Had the light been a little stronger, he would have noted the quiet smile which played about Lady Isabelle's face, though her silence was, in itself, suggestive of the fact that she did not believe him.

"I probably shan't stay more than a few days, long enough to do the proper thing, you know."

"Have you seen your friend?"

"Miss Fitzgerald? On my word, I haven't laid eyes on her. The fact is, I've quite decided to follow your advice. You must be my guardian angel."

Her Ladyship looked dubious at this, though the rôle of guardian angel to an attractive young man has ever been dear to the feminine heart. However that may be, her ultimate decision was perforce relegated to another interview, by the appearance before them of the subject of their conversation—Miss Belle Fitzgerald.
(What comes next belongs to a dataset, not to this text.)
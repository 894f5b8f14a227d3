pub mod error;
pub mod hashing;
pub mod validation;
This much discussed lady was dressed in the apparent simplicity which tells of art. Her costume, the very finest of white muslins, suggested the lithe movements of the body it encased, with every motion she made, and her simple bodice was of the fashion of thirty years ago, a fashion which always inspired wonder that the clothes stayed on, and awe at the ingenuity with which that miracle must have been accomplished. A broad frill of the same material, caught with a knot of white ribbon at her breast, framed her dazzling throat and neck, and a yellow sash, whose end nearly touched the floor, encircled her waist; a sash whose colour just matched the tint of that glorious hair, which, astonishing to relate, hung loose down her back, and was surmounted by a very tiny white bow, which was evidently a concession to the demands of conventionality, as it could have been of no possible use in retaining her tresses. That Miss Fitzgerald was able not only to adopt this style, but to carry it off with unqualified success, and the approval of all unprejudiced observers, was its own justification.
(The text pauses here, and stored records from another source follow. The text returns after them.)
use std::sync::Arc;

use log::{error, info};
use serde::Serialize;

use crate::auth::context::AuthContext;
use crate::auth::model::User;
use crate::notify::{Notice, Notifier};
use crate::post::post_gateway::PostGateway;
use crate::post::post_model::{NewPost, Post, PostForm};
use crate::utils::error::CustomError;
use crate::utils::validation::validate_post_form;

/// Where the host should go after an action.
#[derive(Debug, Serialize, Clone, PartialEq, Eq)]
#[serde(tag = "to", content = "id", rename_all = "snake_case")]
pub enum Navigation {
    Home,
    Auth,
    Post(String),
}

async fn require_user(auth: &AuthContext) -> Result<User, CustomError> {
    auth.user().await.ok_or_else(|| {
        CustomError::UnauthenticatedError("You must be logged in".to_string())
    })
}

/// Single post page: shows the post and lets its author delete it.
pub struct PostDetailView {
    gateway: Arc<dyn PostGateway>,
    auth: Arc<AuthContext>,
    notifier: Arc<dyn Notifier>,
    post: Option<Post>,
    is_loading: bool,
}

impl PostDetailView {
    pub fn new(
        gateway: Arc<dyn PostGateway>,
        auth: Arc<AuthContext>,
        notifier: Arc<dyn Notifier>,
    ) -> Self {
        PostDetailView {
            gateway,
            auth,
            notifier,
            post: None,
            is_loading: true,
        }
    }

    pub fn post(&self) -> Option<&Post> {
        self.post.as_ref()
    }

    pub fn is_loading(&self) -> bool {
        self.is_loading
    }

    /// True once loading finished without a post: render "post not found".
    pub fn is_missing(&self) -> bool {
        !self.is_loading && self.post.is_none()
    }

    pub async fn load(&mut self, id: &str) -> Result<(), CustomError> {
        self.is_loading = true;
        let result = self.gateway.get_post(id).await;
        self.is_loading = false;

        match result {
            Ok(post) => {
                self.post = Some(post);
                Ok(())
            }
            Err(e) => {
                error!("Error fetching post {}: {}", id, e);
                self.post = None;
                self.notifier
                    .notify(Notice::error("Error", "Failed to load the post"));
                Err(e)
            }
        }
    }

    /// Edit and delete are offered only to the author.
    pub async fn is_author(&self) -> bool {
        match (&self.post, self.auth.user().await) {
            (Some(post), Some(user)) => post.is_authored_by(&user.id),
            _ => false,
        }
    }

    pub async fn delete(&mut self) -> Result<Navigation, CustomError> {
        let post = self.post.as_ref().ok_or_else(|| {
            CustomError::NotFoundError("Post not found".to_string())
        })?;

        let outcome = match require_user(&self.auth).await {
            Ok(user) => self.gateway.delete_post(&post.id, &user.id).await,
            Err(e) => Err(e),
        };

        match outcome {
            Ok(()) => {
                info!("Deleted post {}", post.id);
                self.notifier
                    .notify(Notice::success("Success", "Post deleted successfully"));
                self.post = None;
                Ok(Navigation::Home)
            }
            Err(e) => {
                error!("Error deleting post {}: {}", post.id, e);
                self.notifier
                    .notify(Notice::error("Error", "Failed to delete the post"));
                Err(e)
            }
        }
    }
}

/// New post page.
pub struct CreatePostView {
    gateway: Arc<dyn PostGateway>,
    auth: Arc<AuthContext>,
    notifier: Arc<dyn Notifier>,
    is_saving: bool,
}

impl CreatePostView {
    pub fn new(
        gateway: Arc<dyn PostGateway>,
        auth: Arc<AuthContext>,
        notifier: Arc<dyn Notifier>,
    ) -> Self {
        CreatePostView {
            gateway,
            auth,
            notifier,
            is_saving: false,
        }
    }

    pub fn is_saving(&self) -> bool {
        self.is_saving
    }

    /// Signed-out users are sent to the auth page instead.
    pub async fn submit(&mut self, form: PostForm) -> Result<Navigation, CustomError> {
        let Some(user) = self.auth.user().await else {
            self.notifier.notify(Notice::error(
                "Authentication error",
                "You must be logged in to create a post",
            ));
            return Ok(Navigation::Auth);
        };

        if let Err(e) = validate_post_form(&form) {
            self.notifier.notify(Notice::error("Error", &e.to_string()));
            return Err(e);
        }

        self.is_saving = true;
        info!("Creating post with user ID: {}", user.id);
        let result = self
            .gateway
            .create_post(NewPost {
                title: form.title,
                content: form.content,
                author_id: user.id,
            })
            .await;
        self.is_saving = false;

        match result {
            Ok(post) => {
                self.notifier
                    .notify(Notice::success("Success", "Your post has been published!"));
                Ok(Navigation::Post(post.id))
            }
            Err(e) => {
                error!("Error creating post: {}", e);
                self.notifier.notify(Notice::error(
                    "Error",
                    "Failed to create post. Please try again.",
                ));
                Err(e)
            }
        }
    }
}

/// Edit page. Only the author gets past `load`.
pub struct EditPostView {
    gateway: Arc<dyn PostGateway>,
    auth: Arc<AuthContext>,
    notifier: Arc<dyn Notifier>,
    post: Option<Post>,
    is_loading: bool,
    is_saving: bool,
}

impl EditPostView {
    pub fn new(
        gateway: Arc<dyn PostGateway>,
        auth: Arc<AuthContext>,
        notifier: Arc<dyn Notifier>,
    ) -> Self {
        EditPostView {
            gateway,
            auth,
            notifier,
            post: None,
            is_loading: true,
            is_saving: false,
        }
    }

    pub fn post(&self) -> Option<&Post> {
        self.post.as_ref()
    }

    pub fn is_loading(&self) -> bool {
        self.is_loading
    }

    pub fn is_saving(&self) -> bool {
        self.is_saving
    }

    /// Form pre-filled with the loaded post.
    pub fn initial_form(&self) -> Option<PostForm> {
        self.post.as_ref().map(PostForm::from)
    }

    /// `Some(Navigation::Home)` when the post cannot be edited by the
    /// current user; `None` when the form can be shown.
    pub async fn load(&mut self, id: &str) -> Option<Navigation> {
        self.is_loading = true;
        let result = self.gateway.get_post(id).await;
        self.is_loading = false;

        let post = match result {
            Ok(post) => post,
            Err(e) => {
                error!("Error fetching post {}: {}", id, e);
                self.notifier
                    .notify(Notice::error("Error", "Failed to load the post"));
                return Some(Navigation::Home);
            }
        };

        let is_author = match self.auth.user().await {
            Some(user) => post.is_authored_by(&user.id),
            None => false,
        };
        if !is_author {
            self.notifier.notify(Notice::error(
                "Access denied",
                "You can only edit your own posts",
            ));
            return Some(Navigation::Home);
        }

        self.post = Some(post);
        None
    }

    pub async fn submit(&mut self, form: PostForm) -> Result<Navigation, CustomError> {
        let post_id = self
            .post
            .as_ref()
            .map(|post| post.id.clone())
            .ok_or_else(|| CustomError::NotFoundError("Post not found".to_string()))?;
        let user = require_user(&self.auth).await?;

        if let Err(e) = validate_post_form(&form) {
            self.notifier.notify(Notice::error("Error", &e.to_string()));
            return Err(e);
        }

        self.is_saving = true;
        info!("Updating post: {}", post_id);
        let result = self.gateway.update_post(&post_id, &user.id, form).await;
        self.is_saving = false;

        match result {
            Ok(post) => {
                self.post = Some(post);
                self.notifier
                    .notify(Notice::success("Success", "Your post has been updated!"));
                Ok(Navigation::Post(post_id))
            }
            Err(e) => {
                error!("Error updating post {}: {}", post_id, e);
                self.notifier.notify(Notice::error(
                    "Error",
                    "Failed to update post. Please try again.",
                ));
                Err(e)
            }
        }
    }
}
"I always wear my hair like this in the country," she had said at lunch. "It is so much easier, and I'm really not old enough to paste it over my forehead and go in for a bun behind"—this with a glance at Lady Isabelle, which caused the Dowager Marchioness to exclaim, quite audibly, that it was scandalous for that young person—she was sure she had forgotten her name—to wear her hair as if she wasn't yet eighteen. Lady Isabelle, it may be remarked, could lay no claim to anything under twenty.
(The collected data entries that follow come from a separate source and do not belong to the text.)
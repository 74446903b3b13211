//! API Models
//!
//! Request and response bodies for the REST API, annotated for OpenAPI
//! generation with `utoipa`, with conversions to and from the core domain
//! types.

use chrono::{DateTime, Utc};
use serde::{Deserialize, Serialize};
use utoipa::ToSchema;
use uuid::Uuid;

use sprout_core::profile::ChildProfile;
use sprout_core::session::{
    AssessmentSubmission, FeedbackResponse, LearningResponse, LessonSession, LessonSummary,
    OverallFeedbackRequest, OverallFeedbackResponse,
};

#[derive(Deserialize, ToSchema, Debug, Clone)]
pub struct ChildProfilePayload {
    #[schema(example = "c1")]
    pub child_id: String,
    #[schema(example = "Mina")]
    pub name: String,
    #[schema(example = 8)]
    pub age: u32,
    pub interests: Vec<String>,
}

impl From<ChildProfilePayload> for ChildProfile {
    fn from(payload: ChildProfilePayload) -> Self {
        Self {
            child_id: payload.child_id,
            name: payload.name,
            age: payload.age,
            interests: payload.interests,
        }
    }
}

#[derive(Deserialize, ToSchema, Debug, Clone)]
pub struct AssessmentPayload {
    #[schema(example = "c1")]
    pub child_id: String,
    #[schema(value_type = String, format = Uuid)]
    pub lesson_id: Uuid,
    #[schema(example = "T-rex")]
    pub responses_text: String,
    pub materials_text: String,
}

impl From<AssessmentPayload> for AssessmentSubmission {
    fn from(payload: AssessmentPayload) -> Self {
        Self {
            child_id: payload.child_id,
            lesson_id: payload.lesson_id,
            responses_text: payload.responses_text,
            materials_text: payload.materials_text,
        }
    }
}

#[derive(Deserialize, ToSchema, Debug, Clone)]
pub struct LessonSummaryPayload {
    pub interests: String,
    pub topic: String,
    pub feedback: String,
}

#[derive(Deserialize, ToSchema, Debug, Clone)]
pub struct OverallFeedbackPayload {
    #[schema(example = "Mina")]
    pub name: String,
    #[schema(example = 8)]
    pub age: u32,
    pub history: Vec<LessonSummaryPayload>,
}

impl From<OverallFeedbackPayload> for OverallFeedbackRequest {
    fn from(payload: OverallFeedbackPayload) -> Self {
        Self {
            name: payload.name,
            age: payload.age,
            history: payload
                .history
                .into_iter()
                .map(|entry| LessonSummary {
                    interests: entry.interests,
                    topic: entry.topic,
                    feedback: entry.feedback,
                })
                .collect(),
        }
    }
}

#[derive(Serialize, ToSchema, Debug, Clone)]
pub struct LearningResponseBody {
    pub lesson: String,
    pub materials_text: String,
    #[schema(value_type = String, format = Uuid)]
    pub lesson_id: Uuid,
}

impl From<LearningResponse> for LearningResponseBody {
    fn from(response: LearningResponse) -> Self {
        Self {
            lesson: response.lesson,
            materials_text: response.materials_text,
            lesson_id: response.lesson_id,
        }
    }
}

#[derive(Serialize, ToSchema, Debug, Clone)]
pub struct FeedbackResponseBody {
    pub feedback: String,
    #[serde(skip_serializing_if = "Option::is_none")]
    pub next_lesson: Option<String>,
}

impl From<FeedbackResponse> for FeedbackResponseBody {
    fn from(response: FeedbackResponse) -> Self {
        Self {
            feedback: response.feedback,
            next_lesson: response.next_lesson,
        }
    }
}

#[derive(Serialize, ToSchema, Debug, Clone)]
pub struct OverallFeedbackBody {
    pub feedback: String,
}

impl From<OverallFeedbackResponse> for OverallFeedbackBody {
    fn from(response: OverallFeedbackResponse) -> Self {
        Self {
            feedback: response.feedback,
        }
    }
}

/// One stored lesson in a child's history, newest first.
#[derive(Serialize, ToSchema, Debug, Clone)]
pub struct HistoryRecord {
    #[schema(value_type = String, format = Uuid)]
    pub lesson_id: Uuid,
    pub created_at: DateTime<Utc>,
    pub curriculum: String,
    pub lesson: String,
    pub materials: String,
    #[serde(skip_serializing_if = "Option::is_none")]
    pub feedback: Option<String>,
}

impl From<LessonSession> for HistoryRecord {
    fn from(session: LessonSession) -> Self {
        Self {
            lesson_id: session.lesson_id,
            created_at: session.created_at,
            curriculum: session.curriculum,
            lesson: session.lesson,
            materials: session.materials,
            feedback: session.feedback,
        }
    }
}

#[derive(Serialize, ToSchema)]
pub struct ErrorResponse {
    pub message: String,
}

#[cfg(test)]
mod tests {
    use super::*;

    #[test]
    fn test_child_profile_payload_deserialization() {
        let json = r#"{"child_id":"c1","name":"Mina","age":8,"interests":["dinosaurs"]}"#;
        let payload: ChildProfilePayload = serde_json::from_str(json).unwrap();

        assert_eq!(payload.child_id, "c1");
        assert_eq!(payload.name, "Mina");
        assert_eq!(payload.age, 8);
        assert_eq!(payload.interests, vec!["dinosaurs".to_string()]);

        let profile: ChildProfile = payload.into();
        assert_eq!(profile.child_id, "c1");
    }

    #[test]
    fn test_child_profile_payload_missing_field() {
        let json = r#"{"child_id":"c1","name":"Mina"}"#;
        let result: Result<ChildProfilePayload, _> = serde_json::from_str(json);
        assert!(result.is_err());
    }

    #[test]
    fn test_assessment_payload_deserialization() {
        let id = Uuid::new_v4();
        let json = format!(
            r#"{{"child_id":"c1","lesson_id":"{id}","responses_text":"T-rex","materials_text":"A1"}}"#
        );
        let payload: AssessmentPayload = serde_json::from_str(&json).unwrap();

        assert_eq!(payload.lesson_id, id);
        let submission: AssessmentSubmission = payload.into();
        assert_eq!(submission.responses_text, "T-rex");
    }

    #[test]
    fn test_overall_feedback_payload_conversion() {
        let json = r#"{
            "name": "Mina",
            "age": 8,
            "history": [{"interests": "dinosaurs", "topic": "Cretaceous", "feedback": "good"}]
        }"#;
        let payload: OverallFeedbackPayload = serde_json::from_str(json).unwrap();
        let request: OverallFeedbackRequest = payload.into();

        assert_eq!(request.history.len(), 1);
        assert_eq!(request.history[0].topic, "Cretaceous");
    }

    #[test]
    fn test_overall_feedback_payload_empty_history() {
        let json = r#"{"name":"Mina","age":8,"history":[]}"#;
        let payload: OverallFeedbackPayload = serde_json::from_str(json).unwrap();
        let request: OverallFeedbackRequest = payload.into();
        assert!(request.history.is_empty());
    }

    #[test]
    fn test_feedback_response_body_omits_absent_next_lesson() {
        let body = FeedbackResponseBody {
            feedback: "well done".to_string(),
            next_lesson: None,
        };
        let json = serde_json::to_string(&body).unwrap();
        assert_eq!(json, r#"{"feedback":"well done"}"#);

        let body = FeedbackResponseBody {
            feedback: "well done".to_string(),
            next_lesson: Some("next".to_string()),
        };
        let json = serde_json::to_string(&body).unwrap();
        assert!(json.contains("next_lesson"));
    }

    #[test]
    fn test_history_record_from_session() {
        let session = LessonSession::new(
            Uuid::new_v4(),
            "c1".to_string(),
            "Volcanoes".to_string(),
            "Lesson body".to_string(),
            "A1: magma".to_string(),
        );
        let record = HistoryRecord::from(session.clone());

        assert_eq!(record.lesson_id, session.lesson_id);
        assert_eq!(record.curriculum, "Volcanoes");
        assert!(record.feedback.is_none());

        let json = serde_json::to_string(&record).unwrap();
        assert!(!json.contains("feedback"));
    }

    #[test]
    fn test_error_response_serialization() {
        let error = ErrorResponse {
            message: "Lesson not found".to_string(),
        };

        let json = serde_json::to_string(&error).unwrap();
        assert_eq!(json, r#"{"message":"Lesson not found"}"#);
    }
}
But certainly in this case, the end justified the deed, and Miss Fitzgerald, rejuvenated, was one of the most simple, blithesome and gay young maidens that the sun shone on.

Possibly this was the reason that she never saw or comprehended the meaning of Lady Isabelle's uplifted eyebrows and steely glare, as she drew up before the couple and violated the first rule of fair and open warfare by interrupting their tête-à-tête.

"Well, Jimsy," she said, using a form of address that the rack would never have wrung from his companion, "How are you? Feeling fit?"